Having used the word “entropy” in the previous sentence, I should try to explain what it is. All living and non-living things (and hence all human economies, whether or not economists pay attention to the fact!) obey the laws of thermodynamics. The second law, in particular, introduces the concept of entropy and the idea that the entropy of a closed system must either remain constant or increase, but never fall. Entropy is a measure of how “special” a particular arrangement of parts is — the lower the entropy, the more “special” the arrangement. Life is “special.”
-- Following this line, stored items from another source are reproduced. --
//! Runtime configuration used by the sequencer and runner.

use std::time::Duration;

#[derive(Debug, Clone, Copy, PartialEq, Eq)]
pub struct Timing {
    pub poll_interval: Duration,
    pub confirm_delay: Duration,
}

impl Default for Timing {
    fn default() -> Self {
        Self {
            poll_interval: Duration::from_secs(10),
            confirm_delay: Duration::from_secs(30),
        }
    }
}

/// Whether a confirmed transition is persisted when some steps failed.
#[derive(Debug, Clone, Copy, PartialEq, Eq, Default)]
pub enum PersistPolicy {
    #[default]
    Always,
    OnSuccess,
}

/// One entry of an on/off sequence.
#[derive(Debug, Clone, PartialEq, Eq)]
pub struct Step {
    pub command: String,
    pub pause_after: Duration,
    pub first_on_only: bool,
}

impl Step {
    pub fn new(command: impl Into<String>) -> Self {
        Self {
            command: command.into(),
            pause_after: Duration::ZERO,
            first_on_only: false,
        }
    }

    #[must_use]
    pub fn pause_after(mut self, d: Duration) -> Self {
        self.pause_after = d;
        self
    }

    #[must_use]
    pub fn first_on_only(mut self) -> Self {
        self.first_on_only = true;
        self
    }
}
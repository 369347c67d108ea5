//! Assembly of sources, actuators and the sequencer from config, plus the
//! subcommand bodies.

use std::sync::Arc;
use std::time::Duration;

use eyre::{Result, WrapErr};
use powerd_bridge::{DriveSource, SensorSource, TcpTransport, UdpBroadcaster};
use powerd_config::{Config, SourceCfg};
use powerd_core::conversions::{ActuatorDeps, build_actuator, build_actuators, steps_from};
use powerd_core::hw_error::map_source_error;
use powerd_core::{JsonFileStore, LogicalState, Sequencer, StateStore, Timing};
use powerd_traits::{MonotonicClock, SignalSource};

fn bridge_timeout(cfg: &Config) -> Duration {
    Duration::from_millis(cfg.bridge.timeout_ms)
}

pub fn build_source(cfg: &Config) -> Box<dyn SignalSource> {
    match &cfg.source {
        SourceCfg::Drive {
            path: Some(path), ..
        } => Box::new(DriveSource::new(path)),
        SourceCfg::Drive { letter, .. } => {
            // Validation guarantees a single letter when no path is set.
            let letter = letter
                .as_deref()
                .and_then(|l| l.chars().next())
                .unwrap_or('F');
            Box::new(DriveSource::from_letter(letter))
        }
        SourceCfg::Sensor { address, connector } => Box::new(SensorSource::new(
            TcpTransport::new(),
            cfg.bridge.qualify(address),
            connector.as_str(),
            bridge_timeout(cfg),
        )),
    }
}

pub fn actuator_deps() -> ActuatorDeps {
    ActuatorDeps {
        transport: Arc::new(TcpTransport::new()),
        broadcaster: Arc::new(UdpBroadcaster::new()),
        clock: Arc::new(MonotonicClock::new()),
    }
}

pub fn build_sequencer(cfg: &Config) -> Result<Sequencer> {
    let store = JsonFileStore::open(&cfg.state.file)?;
    let deps = actuator_deps();
    let timing: Timing = (&cfg.timing).into();

    let mut builder = Sequencer::builder()
        .with_source(build_source(cfg))
        .with_store(store)
        .with_clock(Arc::clone(&deps.clock))
        .with_timing(timing)
        .with_persist_policy(cfg.state.persist.into())
        .with_on_sequence(steps_from(&cfg.sequence.on))
        .with_off_sequence(steps_from(&cfg.sequence.off));
    for actuator in build_actuators(cfg, &deps)? {
        builder = builder.with_boxed_actuator(actuator);
    }
    Ok(builder.build()?)
}

pub fn run_daemon(cfg: &Config, max_ticks: Option<u64>, json: bool) -> Result<()> {
    let mut seq = build_sequencer(cfg)?;
    let timing: Timing = (&cfg.timing).into();

    let (tx, rx) = crossbeam_channel::bounded::<()>(1);
    ctrlc::set_handler(move || {
        let _ = tx.try_send(());
    })
    .wrap_err("install Ctrl-C handler")?;

    let summary = powerd_core::run(&mut seq, timing.poll_interval, &rx, max_ticks);

    let state = seq.state().map(|s| s.to_string());
    if json {
        println!(
            "{}",
            serde_json::json!({
                "ticks": summary.ticks,
                "transitions": summary.transitions,
                "failed_actuations": summary.failed_actuations,
                "source_errors": summary.source_errors,
                "state": state,
            })
        );
    } else {
        println!(
            "stopped after {} ticks: {} transitions, {} failed actuations, {} source errors; state {}",
            summary.ticks,
            summary.transitions,
            summary.failed_actuations,
            summary.source_errors,
            state.as_deref().unwrap_or("unknown"),
        );
    }
    Ok(())
}

pub fn status(cfg: &Config, json: bool) -> Result<()> {
    let store = JsonFileStore::read_only(&cfg.state.file);
    let record = store.load();
    if json {
        let v = match &record {
            Some(r) => serde_json::to_value(r).wrap_err("encode state")?,
            None => serde_json::json!({ "state": null, "changed_at": null }),
        };
        println!("{v}");
    } else {
        match record {
            Some(r) => println!("{} since {}", r.state, r.changed_at.to_rfc3339()),
            None => println!("unknown (no state recorded at {})", store.path().display()),
        }
    }
    Ok(())
}

pub fn send(cfg: &Config, name: &str, json: bool) -> Result<()> {
    let Some(cmd) = cfg.commands.get(name) else {
        let known: Vec<&str> = cfg.commands.keys().map(String::as_str).collect();
        eyre::bail!("unknown command {name:?} (configured: {})", known.join(", "));
    };
    let mut actuator = build_actuator(name, cmd, &cfg.bridge, &actuator_deps())?;
    let result = actuator.trigger();
    if let Some(err) = result.error {
        return Err(eyre::Report::new(err));
    }
    if json {
        println!("{}", serde_json::json!({ "command": name, "success": true }));
    } else {
        println!("sent {name}");
    }
    Ok(())
}

pub fn self_check(cfg: &Config, json: bool) -> Result<()> {
    let mut source = build_source(cfg);
    let level = source
        .sample()
        .map_err(|e| eyre::Report::new(map_source_error(&*e)))?;
    let state = LogicalState::from_level(level);
    if json {
        println!("{}", serde_json::json!({ "source": "ok", "state": state }));
    } else {
        println!("source ok: {state}");
    }
    Ok(())
}
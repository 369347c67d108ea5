#![cfg_attr(all(not(debug_assertions), not(test)), deny(warnings))]
#![cfg_attr(
    all(not(debug_assertions), not(test)),
    deny(clippy::all, clippy::pedantic, clippy::nursery)
)]
#![allow(
    clippy::module_name_repetitions,
    clippy::missing_errors_doc,
    clippy::cast_possible_truncation
)]
#![cfg_attr(not(test), deny(clippy::unwrap_used, clippy::expect_used))]
//! Core power-state logic (transport-agnostic).
//!
//! All I/O goes through `powerd_traits::{SignalSource, Transport, Broadcaster}`
//! and the `StateStore` trait defined here.
//!
//! ## Architecture
//!
//! - **State**: `LogicalState` and the persisted `StateRecord` (`state` module)
//! - **Store**: atomic JSON file store (`store`, `atomic` modules)
//! - **Actuators**: IR, relay pulse, Wake-on-LAN (`actuator` module)
//! - **Sequencer**: debounce/confirm state machine driving actuation (`sequencer` module)
//! - **Runner**: poll loop with channel-driven shutdown (`runner` module)

pub mod actuator;
pub mod atomic;
pub mod config;
pub mod conversions;
pub mod error;
pub mod hw_error;
pub mod mocks;
pub mod runner;
pub mod sequencer;
pub mod state;
pub mod store;

pub use actuator::{
    ActuationResult, Actuator, CommandSpec, IrActuator, RelayPulseActuator, WakeOnLanActuator,
    magic_packet,
};
pub use config::{PersistPolicy, Step, Timing};
pub use error::{BuildError, PowerdError, Result};
pub use runner::{RunSummary, run};
pub use sequencer::{
    PendingTransition, Phase, SequenceReport, Sequencer, SequencerBuilder, TickOutcome,
};
pub use state::{LogicalState, StateRecord};
pub use store::{JsonFileStore, StateStore};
To illustrate this concept of “specialness,” imagine first a set of red and blue gas molecules, fifty of each say, bouncing around in a room. Which is more likely: (A) that all 50 red molecules will be in one half of the room and all 50 blue in the other half, or (B) that some roughly even mixture of red and blues will be present in both halves? Scenario B, is the less “special” and more likely one, but why? The answer is that there are many ways of arranging the molecules to have “some roughly even mixture” of red and blue — a great many pairs of molecules can be swapped between the halves without making a difference. However, with the perfect red and blue split, if any molecule is swapped with a partner in the other half of the room, then each half gets “contaminated” with one molecule of the “wrong” color — such a swap does make a difference. Hence what we see tends to be an equal mixture of each color, just because there are vastly many more ways of seeing an equal mixture.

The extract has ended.